Every morning is a gift
Not to sound cliché, but it really is. I’ve visited my grandma in the hospital about 4 or 5 times so far, being here for about 11 days or so. My mom and I have been praying that she could stay alive for at least another few days, because my decided he is going to fly out to come see her. We have no idea how much more time she has, but we’re praying. She hasn’t been able to talk, but I know that she can hear me praying for her. Her hands and feet are swollen from the lack of blood flow going through her body. She literally has no muscles left in her arms. Needles can’t go into her arms anymore. She’s not really “sick” with anything, but she is dying.

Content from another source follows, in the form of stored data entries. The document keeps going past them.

use std::thread;
use std::time::Duration;

use refine_contracts::config::RetrySettings;
use refine_contracts::RateLimitSignal;
use tracing::warn;

type Sleeper = Box<dyn Fn(Duration) + Send + Sync>;

/// Details of a retry about to be waited out.
#[derive(Debug, Clone, Copy, PartialEq, Eq)]
pub struct RetryNotice<'a> {
    pub operation: &'a str,
    /// 1-based number of the retry being scheduled.
    pub attempt: u32,
    pub max_retries: u32,
    pub delay: Duration,
}

/// Retries operations that fail with a rate-limit signal, doubling the wait
/// each time starting from `initial_delay`. Other failures, and the failure
/// after the last permitted retry, are returned unchanged.
///
/// The delay is neither capped nor jittered.
pub struct BackoffExecutor {
    max_retries: u32,
    initial_delay: Duration,
    sleeper: Sleeper,
}

impl Default for BackoffExecutor {
    fn default() -> Self {
        Self::from_settings(RetrySettings::default())
    }
}

impl std::fmt::Debug for BackoffExecutor {
    fn fmt(&self, f: &mut std::fmt::Formatter<'_>) -> std::fmt::Result {
        f.debug_struct("BackoffExecutor")
            .field("max_retries", &self.max_retries)
            .field("initial_delay", &self.initial_delay)
            .finish_non_exhaustive()
    }
}

impl BackoffExecutor {
    pub fn new(max_retries: u32, initial_delay: Duration) -> Self {
        Self {
            max_retries,
            initial_delay,
            sleeper: Box::new(thread::sleep),
        }
    }

    pub fn from_settings(settings: RetrySettings) -> Self {
        Self::new(settings.max_retries, settings.initial_delay)
    }

    pub fn with_sleeper<F>(mut self, sleeper: F) -> Self
    where
        F: Fn(Duration) + Send + Sync + 'static,
    {
        self.sleeper = Box::new(sleeper);
        self
    }

    pub fn max_retries(&self) -> u32 {
        self.max_retries
    }

    pub fn initial_delay(&self) -> Duration {
        self.initial_delay
    }

    pub fn execute<T, E, F>(&self, operation_name: &str, operation: F) -> Result<T, E>
    where
        F: FnMut() -> Result<T, E>,
        E: RateLimitSignal + std::fmt::Display,
    {
        self.execute_notifying(operation_name, |_| {}, operation)
    }

    /// Like `execute`, calling `on_retry` before each wait.
    pub fn execute_notifying<T, E, F, N>(
        &self,
        operation_name: &str,
        on_retry: N,
        mut operation: F,
    ) -> Result<T, E>
    where
        F: FnMut() -> Result<T, E>,
        N: Fn(&RetryNotice<'_>),
        E: RateLimitSignal + std::fmt::Display,
    {
        let mut retries = 0u32;
        let mut delay = self.initial_delay;

        loop {
            match operation() {
                Ok(value) => return Ok(value),
                Err(err) if err.is_rate_limited() && retries < self.max_retries => {
                    let notice = RetryNotice {
                        operation: operation_name,
                        attempt: retries + 1,
                        max_retries: self.max_retries,
                        delay,
                    };
                    warn!(
                        operation = operation_name,
                        attempt = notice.attempt,
                        max_retries = self.max_retries,
                        delay_ms = delay.as_millis() as u64,
                        "rate limited ({err}); retrying in {}ms (attempt {}/{})",
                        delay.as_millis(),
                        notice.attempt,
                        self.max_retries
                    );
                    on_retry(&notice);
                    (self.sleeper)(delay);
                    retries += 1;
                    delay = delay.saturating_mul(2);
                }
                Err(err) => return Err(err),
            }
        }
    }
}
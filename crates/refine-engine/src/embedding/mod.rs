//! Sentence embeddings behind a lazily loaded, process-wide model.

mod onnx;

use std::path::{Path, PathBuf};
use std::sync::{Arc, Mutex, MutexGuard, OnceLock, PoisonError};
use std::time::Instant;

use anyhow::Result;
use refine_contracts::{RefineError, RefineResult};
use tracing::{debug, info};

pub use onnx::{OnnxEmbedder, MINILM_DIMENSION};

/// A loaded sentence-embedding model.
pub trait EmbeddingEngine: Send {
    /// One vector per input, in input order.
    fn embed_batch(&mut self, texts: &[String]) -> Result<Vec<Vec<f32>>>;

    fn dimension(&self) -> usize;

    fn model_name(&self) -> &str;
}

pub type SharedEngine = Arc<Mutex<Box<dyn EmbeddingEngine>>>;

type EngineLoader = Box<dyn Fn() -> Result<Box<dyn EmbeddingEngine>> + Send + Sync>;

/// Owns the one model instance for its lifetime. The first `load` runs the
/// loader; concurrent first callers wait on that load and share its result.
/// A failed load leaves the provider empty so a later call can try again.
pub struct EmbeddingProvider {
    loader: EngineLoader,
    engine: OnceLock<SharedEngine>,
    load_lock: Mutex<()>,
}

static GLOBAL_PROVIDER: OnceLock<EmbeddingProvider> = OnceLock::new();

impl EmbeddingProvider {
    pub fn new<F>(loader: F) -> Self
    where
        F: Fn() -> Result<Box<dyn EmbeddingEngine>> + Send + Sync + 'static,
    {
        Self {
            loader: Box::new(loader),
            engine: OnceLock::new(),
            load_lock: Mutex::new(()),
        }
    }

    /// Provider for the ONNX export in `model_dir`. Nothing is read until
    /// the first `load`.
    pub fn onnx(model_dir: impl Into<PathBuf>) -> Self {
        let model_dir = model_dir.into();
        Self::new(move || Ok(Box::new(OnnxEmbedder::from_dir(&model_dir)?) as Box<dyn EmbeddingEngine>))
    }

    /// The process-wide provider. The first call fixes its model directory;
    /// later calls return the same provider whatever `model_dir` they pass.
    pub fn global_with(model_dir: &Path) -> &'static EmbeddingProvider {
        GLOBAL_PROVIDER.get_or_init(|| EmbeddingProvider::onnx(model_dir))
    }

    pub fn is_loaded(&self) -> bool {
        self.engine.get().is_some()
    }

    pub fn load(&self) -> RefineResult<SharedEngine> {
        if let Some(engine) = self.engine.get() {
            return Ok(Arc::clone(engine));
        }

        let _guard = self.load_lock.lock().map_err(|_| RefineError::Embedding {
            message: "embedding model load lock poisoned".to_string(),
        })?;
        if let Some(engine) = self.engine.get() {
            return Ok(Arc::clone(engine));
        }

        let started = Instant::now();
        let engine = (self.loader)().map_err(|err| RefineError::embedding(&err))?;
        info!(
            model = engine.model_name(),
            dimension = engine.dimension(),
            elapsed_ms = started.elapsed().as_millis() as u64,
            "embedding model loaded"
        );
        let shared: SharedEngine = Arc::new(Mutex::new(engine));
        Ok(Arc::clone(self.engine.get_or_init(|| shared)))
    }

    /// Embeds `texts` in order. Every vector in the result has the same length.
    pub fn embed(&self, texts: &[String]) -> RefineResult<Vec<Vec<f32>>> {
        if texts.is_empty() {
            return Ok(Vec::new());
        }
        let shared = self.load()?;
        let mut engine = lock_engine(&shared);
        let vectors = engine
            .embed_batch(texts)
            .map_err(|err| RefineError::embedding(&err))?;
        debug!(count = vectors.len(), model = engine.model_name(), "embedded batch");

        if vectors.len() != texts.len() {
            return Err(RefineError::Embedding {
                message: format!(
                    "{} returned {} vectors for {} inputs",
                    engine.model_name(),
                    vectors.len(),
                    texts.len()
                ),
            });
        }
        if let Some(first) = vectors.first() {
            let dimension = first.len();
            if let Some(bad) = vectors.iter().position(|vector| vector.len() != dimension) {
                return Err(RefineError::Embedding {
                    message: format!(
                        "mixed embedding dimensions: vector 0 has {dimension}, vector {bad} has {}",
                        vectors[bad].len()
                    ),
                });
            }
        }
        Ok(vectors)
    }
}

// A batch that panicked leaves the engine usable; later calls take the guard
// back from the poisoned lock.
fn lock_engine(shared: &SharedEngine) -> MutexGuard<'_, Box<dyn EmbeddingEngine>> {
    shared.lock().unwrap_or_else(PoisonError::into_inner)
}
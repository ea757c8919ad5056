//! Minimal HTTP/1.1 responder for exercising the OpenAI client offline.

use std::io::{BufRead, BufReader, Read, Write};
use std::net::TcpListener;
use std::sync::{Arc, Mutex};
use std::thread;

use reqwest::blocking::Client as HttpClient;

#[derive(Debug, Clone)]
pub struct RecordedRequest {
    pub method: String,
    pub path: String,
    pub authorization: Option<String>,
    pub body: String,
}

/// Answers one connection per canned `(status, body)` pair, in order, then
/// stops listening.
pub struct StubServer {
    addr: String,
    requests: Arc<Mutex<Vec<RecordedRequest>>>,
}

impl StubServer {
    pub fn start(responses: Vec<(u16, String)>) -> Self {
        let listener = TcpListener::bind("127.0.0.1:0").expect("bind stub server");
        let addr = listener.local_addr().expect("stub server address").to_string();
        let requests = Arc::new(Mutex::new(Vec::new()));
        let recorded = Arc::clone(&requests);

        thread::spawn(move || {
            for (status, body) in responses {
                let Ok((mut stream, _)) = listener.accept() else {
                    return;
                };
                let Some(request) = read_request(&mut stream) else {
                    return;
                };
                if let Ok(mut guard) = recorded.lock() {
                    guard.push(request);
                }
                let response = format!(
                    "HTTP/1.1 {status} {}\r\nContent-Type: application/json\r\nContent-Length: {}\r\nConnection: close\r\n\r\n{body}",
                    reason_phrase(status),
                    body.len()
                );
                let _ = stream.write_all(response.as_bytes());
                let _ = stream.flush();
            }
        });

        Self { addr, requests }
    }

    pub fn api_base(&self) -> String {
        format!("http://{}/v1", self.addr)
    }

    pub fn url(&self, path: &str) -> String {
        format!("http://{}{path}", self.addr)
    }

    pub fn requests(&self) -> Vec<RecordedRequest> {
        self.requests
            .lock()
            .map(|guard| guard.clone())
            .unwrap_or_default()
    }
}

/// Client that ignores proxy environment variables, so loopback traffic
/// reaches the stub.
pub fn direct_http_client() -> HttpClient {
    HttpClient::builder()
        .no_proxy()
        .build()
        .expect("build test HTTP client")
}

fn read_request(stream: &mut std::net::TcpStream) -> Option<RecordedRequest> {
    let mut reader = BufReader::new(stream.try_clone().ok()?);
    let mut request_line = String::new();
    reader.read_line(&mut request_line).ok()?;
    let mut parts = request_line.split_whitespace();
    let method = parts.next()?.to_string();
    let path = parts.next()?.to_string();

    let mut content_length = 0usize;
    let mut authorization = None;
    loop {
        let mut line = String::new();
        reader.read_line(&mut line).ok()?;
        let line = line.trim_end();
        if line.is_empty() {
            break;
        }
        if let Some((name, value)) = line.split_once(':') {
            let value = value.trim();
            match name.trim().to_ascii_lowercase().as_str() {
                "content-length" => content_length = value.parse().ok()?,
                "authorization" => authorization = Some(value.to_string()),
                _ => {}
            }
        }
    }

    let mut body = vec![0u8; content_length];
    reader.read_exact(&mut body).ok()?;
    Some(RecordedRequest {
        method,
        path,
        authorization,
        body: String::from_utf8_lossy(&body).to_string(),
    })
}

fn reason_phrase(status: u16) -> &'static str {
    match status {
        200 => "OK",
        400 => "Bad Request",
        401 => "Unauthorized",
        429 => "Too Many Requests",
        500 => "Internal Server Error",
        503 => "Service Unavailable",
        _ => "Status",
    }
}
pub mod config;
pub mod error;
pub mod keywords;
pub mod models;
pub mod prompt;
pub mod run_log;

pub use error::{RateLimitSignal, RefineError, RefineResult, TransportErrorKind};
pub use keywords::{Keyword, SimilarityThreshold};
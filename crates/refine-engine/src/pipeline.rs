use std::sync::Arc;

use refine_contracts::prompt::{compose, GeneratedImage, ImageReference, RefinedPrompt};
use refine_contracts::run_log::{RunEvent, RunLog};
use refine_contracts::{Keyword, RefineResult, SimilarityThreshold};
use tracing::{info, warn};

use crate::backoff::{BackoffExecutor, RetryNotice};
use crate::dedupe::{DedupReport, KeywordDeduplicator};
use crate::embedding::EmbeddingProvider;
use crate::openai::{ImageGenerator, KeywordExtractor};

/// Keywords as the text model returned them, and what survived deduplication.
#[derive(Debug, Clone, PartialEq)]
pub struct KeywordSet {
    pub extracted: Vec<Keyword>,
    pub report: DedupReport,
}

/// Extraction, deduplication, composition and generation, run strictly in
/// that order for one prompt at a time.
pub struct RefinePipeline<'a> {
    extractor: Arc<dyn KeywordExtractor>,
    generator: Arc<dyn ImageGenerator>,
    deduplicator: KeywordDeduplicator<'a>,
    backoff: BackoffExecutor,
    threshold: SimilarityThreshold,
    run_log: Option<RunLog>,
}

impl<'a> RefinePipeline<'a> {
    pub fn new(
        extractor: Arc<dyn KeywordExtractor>,
        generator: Arc<dyn ImageGenerator>,
        provider: &'a EmbeddingProvider,
    ) -> Self {
        Self {
            extractor,
            generator,
            deduplicator: KeywordDeduplicator::new(provider),
            backoff: BackoffExecutor::default(),
            threshold: SimilarityThreshold::default(),
            run_log: None,
        }
    }

    pub fn with_threshold(mut self, threshold: SimilarityThreshold) -> Self {
        self.threshold = threshold;
        self
    }

    pub fn with_backoff(mut self, backoff: BackoffExecutor) -> Self {
        self.backoff = backoff;
        self
    }

    pub fn with_run_log(mut self, run_log: RunLog) -> Self {
        self.run_log = Some(run_log);
        self
    }

    pub fn threshold(&self) -> SimilarityThreshold {
        self.threshold
    }

    pub fn run_log(&self) -> Option<&RunLog> {
        self.run_log.as_ref()
    }

    /// Raw keywords from the text model, retried on rate limits.
    pub fn extract_keywords(&self, prompt: &str) -> RefineResult<Vec<Keyword>> {
        let keywords = self.backoff.execute_notifying(
            "extract_keywords",
            |notice| self.record_retry(notice),
            || self.extractor.extract_keywords(prompt),
        )?;
        info!(count = keywords.len(), "keywords extracted");
        self.record(RunEvent::KeywordsExtracted {
            keywords: keywords.clone(),
        });
        Ok(keywords)
    }

    pub fn deduplicate(&self, keywords: &[Keyword]) -> RefineResult<DedupReport> {
        let report = self.deduplicator.report(keywords, self.threshold)?;
        info!(
            kept = report.kept.len(),
            suppressed = report.suppressed.len(),
            "keywords deduplicated"
        );
        self.record(RunEvent::KeywordsDeduplicated {
            kept: report.kept.clone(),
            suppressed: report.suppressed_keywords(),
            threshold: self.threshold.value(),
        });
        Ok(report)
    }

    /// Extraction and deduplication as one logged run, without composing.
    pub fn collect_keywords(&self, prompt: &str) -> RefineResult<KeywordSet> {
        self.run(prompt, || self.keywords(prompt))
    }

    /// Prompt plus keywords, ready for the image model. Nothing is generated.
    pub fn generate_refined_prompt(&self, prompt: &str) -> RefineResult<RefinedPrompt> {
        self.run(prompt, || self.refine(prompt))
    }

    /// Generates an image for an already refined prompt, retried on rate limits.
    pub fn generate_image(&self, refined_prompt: &str) -> RefineResult<ImageReference> {
        let image = self.backoff.execute_notifying(
            "generate_image",
            |notice| self.record_retry(notice),
            || self.generator.generate_image(refined_prompt),
        )?;
        info!(url = %image.url, "image generated");
        self.record(RunEvent::ImageGenerated {
            url: image.url.clone(),
        });
        Ok(image)
    }

    pub fn refine_and_generate(&self, prompt: &str) -> RefineResult<GeneratedImage> {
        self.run(prompt, || {
            let refined = self.refine(prompt)?;
            let image = self.generate_image(&refined.refined_prompt)?;
            Ok(GeneratedImage {
                prompt: refined,
                image,
            })
        })
    }

    fn keywords(&self, prompt: &str) -> RefineResult<KeywordSet> {
        let extracted = self.extract_keywords(prompt)?;
        let report = self.deduplicate(&extracted)?;
        Ok(KeywordSet { extracted, report })
    }

    fn refine(&self, prompt: &str) -> RefineResult<RefinedPrompt> {
        let KeywordSet { extracted, report } = self.keywords(prompt)?;
        let refined_prompt = compose(prompt, &report.kept);
        info!(refined_prompt = %refined_prompt, "prompt refined");
        self.record(RunEvent::PromptRefined {
            refined_prompt: refined_prompt.clone(),
        });
        Ok(RefinedPrompt {
            refined_prompt,
            keywords: report.kept,
            extracted_keywords: extracted,
        })
    }

    fn run<T, F>(&self, prompt: &str, body: F) -> RefineResult<T>
    where
        F: FnOnce() -> RefineResult<T>,
    {
        info!(prompt, "run started");
        self.record(RunEvent::RunStarted {
            prompt: prompt.to_string(),
        });
        body().map_err(|err| {
            warn!(category = err.category(), "run failed: {err}");
            self.record(RunEvent::RunFailed {
                category: err.category().to_string(),
                message: err.to_string(),
            });
            err
        })
    }

    fn record_retry(&self, notice: &RetryNotice<'_>) {
        self.record(RunEvent::RetryScheduled {
            operation: notice.operation.to_string(),
            attempt: notice.attempt,
            max_retries: notice.max_retries,
            delay_ms: notice.delay.as_millis() as u64,
        });
    }

    // The run log is best effort; a full disk must not fail the run.
    fn record(&self, event: RunEvent) {
        let Some(log) = &self.run_log else {
            return;
        };
        if let Err(err) = log.record(&event) {
            warn!(path = %log.path().display(), "failed to write run event: {err:#}");
        }
    }
}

I think this has been really hard for me because she was one of the reasons why I am doing ministry. Her heart for people. Her devotion to God. I think God wants her home soon. She’s lived 91 years. My mom, my aunt and one of my uncles take turns going to the hospital EVERYDAY. My aunt goes at 2. My mom goes at 3. My uncle goes at 4. Some of my cousins have stopped by as well. And my uncle from NY. I try to go as much as I can. Every roundtrip costs me about $9. Train fares add up, unfortunately. But I want to be able to pray for her, every chance I get.
As I sit there and watch her drift in and out of sleep, I wonder what goes through her mind. Is she dreaming about heaven? Is she thinking about her deceased husband? Or missing the food she loved. Or going to church. Or reviewing her German. Or about World War 2. Or being able to talk. I take everything soo much for granted.